From: Bradley Arsenault
Subject: Re: [glob2-devel] Nicowar and desync
Date: Wed, 19 Jul 2006 11:01:35 -0700

On 7/19/06, Cyrille Dunant <address@hidden> wrote:
> Right after you mentioned mantissa, I went out and researched the
> float standard, which mentioned nothing of initialization. The

No, but it does mention what happens to the last bits stored in the cpu.
Specifically, it mentions they can be anything at all. Because your 32 bit
number is really stored on 80 bits. Because the CPU builders assume that the
margin will be sufficient. It is. Sometimes.

> compiler compiles code that initializes a number, I still see no
> reason that a number would be left unitialized.

because it is time consuming ? and irrelevant anyway.

> Anyway, that page you
> gave me is about accumulated error, and he does it over a billion
> values.

Yes, true, but the problem is that the errors accumulate because the values
were wrong from the start.

> Its fairly good that most computers are less then a 10'th off
> (in my opponion)

It is actually catastrophic. For all sorts of applications, this simply kills
you. Think numerics with unstable algorithms.
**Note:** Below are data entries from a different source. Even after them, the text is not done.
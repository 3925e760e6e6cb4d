//! Composes a batch of claims concurrently.
//!
//! Each claim is an independent invocation on the blocking pool: there is no state shared between
//! them, and results are returned in input order regardless of completion order.

use crate::{
    input::{self, Source},
    render::{self, Format, Mode},
    report::{self, claim_name},
};
use anyhow::{Context, Result};
use futures::future;
use service_composer_k8s_compose::{
    compose, k8s::EventDrivenService, validate, Deadline, DesiredResourceSet, Error, ServiceSpec,
};
use std::{io::Write, time::Duration};
use tracing::{debug, info};

#[derive(Clone, Debug, Default)]
pub struct RenderOptions {
    pub mode: Mode,
    pub format: Format,
    pub provider_config: Option<String>,

    /// The time budget of each composition. `None` disables the deadline.
    pub budget: Option<Duration>,
}

/// Decodes, composes and renders every claim in `sources`, writing the rendered resources to
/// `out`. Each failure is written to `reports` and counted; the rest of the batch still renders.
pub async fn render_sources(
    sources: &[Source],
    options: &RenderOptions,
    out: &mut impl Write,
    reports: &mut impl Write,
) -> Result<usize> {
    let (claims, mut failures) = decode_claims(sources, reports)?;
    let names = claims.iter().map(claim_name).collect::<Vec<_>>();
    debug!(claims = claims.len(), budget = ?options.budget, "Composing");

    let mut sets = Vec::with_capacity(claims.len());
    for (name, result) in names.iter().zip(compose_all(claims, options.budget).await?) {
        match result {
            Ok(set) => sets.push(set),
            Err(error) => {
                failures += 1;
                report::write_failure(reports, name, &error)?;
            }
        }
    }

    let rendered = render::render(
        &sets,
        options.mode,
        options.format,
        options.provider_config.as_deref(),
    )?;
    out.write_all(rendered.as_bytes())
        .and_then(|()| out.flush())
        .context("failed to write rendered resources")?;

    info!(rendered = sets.len(), failed = failures, "Rendered claims");
    Ok(failures)
}

/// Decodes and validates every claim in `sources`, writing one `<namespace>/<name>: valid` line
/// per valid claim to `out`. Each failure is written to `reports` and counted.
pub fn validate_sources(
    sources: &[Source],
    out: &mut impl Write,
    reports: &mut impl Write,
) -> Result<usize> {
    let (claims, mut failures) = decode_claims(sources, reports)?;

    for (claim, result) in claims.iter().zip(validate_all(&claims)) {
        let name = claim_name(claim);
        match result {
            Ok(_) => writeln!(out, "{name}: valid").context("failed to write result")?,
            Err(error) => {
                failures += 1;
                report::write_failure(reports, &name, &error)?;
            }
        }
    }

    info!(claims = claims.len(), failed = failures, "Validated claims");
    Ok(failures)
}

pub async fn compose_all(
    claims: Vec<EventDrivenService>,
    budget: Option<Duration>,
) -> Result<Vec<Result<DesiredResourceSet, Error>>> {
    let tasks = claims.into_iter().map(|claim| {
        // The deadline starts when the invocation does, not when the batch was queued.
        tokio::task::spawn_blocking(move || compose(&claim, deadline(budget)))
    });

    future::join_all(tasks)
        .await
        .into_iter()
        .map(|res| res.context("composition task failed"))
        .collect()
}

pub fn validate_all(claims: &[EventDrivenService]) -> Vec<Result<ServiceSpec, Error>> {
    claims.iter().map(validate::validate).collect()
}

/// Decodes every document. Documents that fail to decode are reported and counted.
fn decode_claims(
    sources: &[Source],
    reports: &mut impl Write,
) -> Result<(Vec<EventDrivenService>, usize)> {
    let mut claims = Vec::new();
    let mut failures = 0;
    for decoded in input::decode_sources(sources) {
        match decoded.claim {
            Ok(claim) => claims.push(claim),
            Err(error) => {
                failures += 1;
                report::write_failure(reports, &decoded.origin, &error)?;
            }
        }
    }
    Ok((claims, failures))
}

fn deadline(budget: Option<Duration>) -> Deadline {
    budget.map(Deadline::after).unwrap_or_default()
}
Think also that this error means that quite a few bits have been jumbled in
all directions. And that you cannot depend on two doubles or floats being
equal. Ever.

Because the compared values are those produced from the truncature of the
actual number stored in the CPU. And the truncature can happen however the
builder thought appropriate at the time. Which might mean he chose a
"systematically wrong" algorithm (this is allowed in the spec).

> Anyway, I don't feel like arguing this, I have no intention of not
> fixing my code, machine-machine is still unsafe.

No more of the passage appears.